Pull out every line of the listing below where "Some" appears.

EXERCISE MATERIAL:
■ ■ ■ ■ ■ ■ ■

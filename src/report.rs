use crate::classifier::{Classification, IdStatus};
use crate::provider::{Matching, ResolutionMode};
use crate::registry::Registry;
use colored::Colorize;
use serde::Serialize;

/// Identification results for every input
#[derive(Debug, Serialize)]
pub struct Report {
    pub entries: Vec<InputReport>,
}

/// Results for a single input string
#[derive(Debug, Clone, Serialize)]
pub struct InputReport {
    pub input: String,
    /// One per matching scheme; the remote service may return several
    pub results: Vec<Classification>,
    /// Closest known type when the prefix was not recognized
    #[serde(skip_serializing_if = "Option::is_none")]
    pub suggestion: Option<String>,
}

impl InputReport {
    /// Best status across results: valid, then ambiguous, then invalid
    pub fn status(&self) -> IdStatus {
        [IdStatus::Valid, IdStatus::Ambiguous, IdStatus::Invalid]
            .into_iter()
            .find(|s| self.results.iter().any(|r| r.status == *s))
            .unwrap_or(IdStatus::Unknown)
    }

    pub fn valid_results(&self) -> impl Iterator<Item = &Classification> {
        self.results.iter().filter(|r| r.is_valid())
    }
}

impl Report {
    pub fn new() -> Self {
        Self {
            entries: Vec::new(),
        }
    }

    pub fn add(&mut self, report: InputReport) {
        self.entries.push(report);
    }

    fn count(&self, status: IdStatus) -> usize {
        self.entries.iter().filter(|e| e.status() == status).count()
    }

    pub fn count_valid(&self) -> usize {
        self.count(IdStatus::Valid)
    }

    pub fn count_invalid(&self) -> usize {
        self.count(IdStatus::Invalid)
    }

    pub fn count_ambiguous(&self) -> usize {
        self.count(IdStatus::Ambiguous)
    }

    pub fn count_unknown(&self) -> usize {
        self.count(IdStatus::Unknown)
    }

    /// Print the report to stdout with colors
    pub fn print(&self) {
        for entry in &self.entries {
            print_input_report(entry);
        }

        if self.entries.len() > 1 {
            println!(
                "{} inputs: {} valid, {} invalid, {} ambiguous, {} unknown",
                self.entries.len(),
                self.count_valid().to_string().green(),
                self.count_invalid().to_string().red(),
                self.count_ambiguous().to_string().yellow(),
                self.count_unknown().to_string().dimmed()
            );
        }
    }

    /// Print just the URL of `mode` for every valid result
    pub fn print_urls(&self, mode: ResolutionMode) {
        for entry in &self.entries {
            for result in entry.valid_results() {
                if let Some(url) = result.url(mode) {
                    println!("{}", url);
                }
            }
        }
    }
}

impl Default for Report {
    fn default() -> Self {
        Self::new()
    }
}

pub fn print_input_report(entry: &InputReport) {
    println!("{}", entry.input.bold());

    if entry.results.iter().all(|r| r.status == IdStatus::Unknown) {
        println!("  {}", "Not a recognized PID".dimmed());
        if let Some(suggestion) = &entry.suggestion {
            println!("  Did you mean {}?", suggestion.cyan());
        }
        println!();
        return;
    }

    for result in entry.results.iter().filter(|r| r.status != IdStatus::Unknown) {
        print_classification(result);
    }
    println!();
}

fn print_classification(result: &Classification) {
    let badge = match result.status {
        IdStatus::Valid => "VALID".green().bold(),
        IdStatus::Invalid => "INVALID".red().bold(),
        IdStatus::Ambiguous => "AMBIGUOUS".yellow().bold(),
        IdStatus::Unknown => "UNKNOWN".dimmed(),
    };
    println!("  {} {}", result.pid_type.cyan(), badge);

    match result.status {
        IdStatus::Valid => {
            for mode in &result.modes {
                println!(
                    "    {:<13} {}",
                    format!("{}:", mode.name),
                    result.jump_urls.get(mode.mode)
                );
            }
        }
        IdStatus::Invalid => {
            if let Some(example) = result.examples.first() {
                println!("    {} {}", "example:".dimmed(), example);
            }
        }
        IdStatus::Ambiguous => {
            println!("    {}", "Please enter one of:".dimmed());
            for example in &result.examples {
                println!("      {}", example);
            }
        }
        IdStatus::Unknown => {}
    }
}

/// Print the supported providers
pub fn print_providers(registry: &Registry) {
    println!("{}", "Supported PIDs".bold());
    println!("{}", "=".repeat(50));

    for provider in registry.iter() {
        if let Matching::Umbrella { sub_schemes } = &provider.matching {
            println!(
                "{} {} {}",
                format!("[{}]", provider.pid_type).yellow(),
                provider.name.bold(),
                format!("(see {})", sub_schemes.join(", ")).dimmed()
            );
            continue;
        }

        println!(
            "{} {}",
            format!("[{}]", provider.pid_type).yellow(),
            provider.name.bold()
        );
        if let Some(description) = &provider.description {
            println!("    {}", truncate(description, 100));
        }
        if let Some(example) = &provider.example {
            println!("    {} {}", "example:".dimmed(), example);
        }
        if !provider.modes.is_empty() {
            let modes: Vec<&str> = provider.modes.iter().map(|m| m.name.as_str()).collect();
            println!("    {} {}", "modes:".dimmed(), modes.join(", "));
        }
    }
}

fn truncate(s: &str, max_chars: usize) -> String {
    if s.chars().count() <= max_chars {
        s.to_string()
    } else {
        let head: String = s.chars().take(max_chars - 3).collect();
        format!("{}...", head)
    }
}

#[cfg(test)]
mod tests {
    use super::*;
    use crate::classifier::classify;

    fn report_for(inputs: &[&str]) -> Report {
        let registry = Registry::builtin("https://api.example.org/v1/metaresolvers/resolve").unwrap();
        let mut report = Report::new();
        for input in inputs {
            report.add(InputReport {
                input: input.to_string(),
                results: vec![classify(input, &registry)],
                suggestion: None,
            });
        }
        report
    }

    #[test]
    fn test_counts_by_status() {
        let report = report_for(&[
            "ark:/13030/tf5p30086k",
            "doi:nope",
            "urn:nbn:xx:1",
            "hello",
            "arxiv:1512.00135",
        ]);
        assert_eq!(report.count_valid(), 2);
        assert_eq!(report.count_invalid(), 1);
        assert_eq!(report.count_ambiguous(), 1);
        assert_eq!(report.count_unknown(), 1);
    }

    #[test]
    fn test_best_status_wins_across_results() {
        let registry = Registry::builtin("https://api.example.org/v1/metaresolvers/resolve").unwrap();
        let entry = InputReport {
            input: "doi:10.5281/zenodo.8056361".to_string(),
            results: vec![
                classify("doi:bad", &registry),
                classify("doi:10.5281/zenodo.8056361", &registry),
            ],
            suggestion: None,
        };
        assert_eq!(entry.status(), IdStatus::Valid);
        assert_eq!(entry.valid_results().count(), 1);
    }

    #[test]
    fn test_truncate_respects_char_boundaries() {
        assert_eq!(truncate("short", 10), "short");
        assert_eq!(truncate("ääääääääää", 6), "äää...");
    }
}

■ ■ ■ ■ ■ ■ ■

EXERCISE ANSWER:
                if let Some(url) = result.url(mode) {
        if let Some(suggestion) = &entry.suggestion {
            if let Some(example) = result.examples.first() {
        if let Some(description) = &provider.description {
        if let Some(example) = &provider.example {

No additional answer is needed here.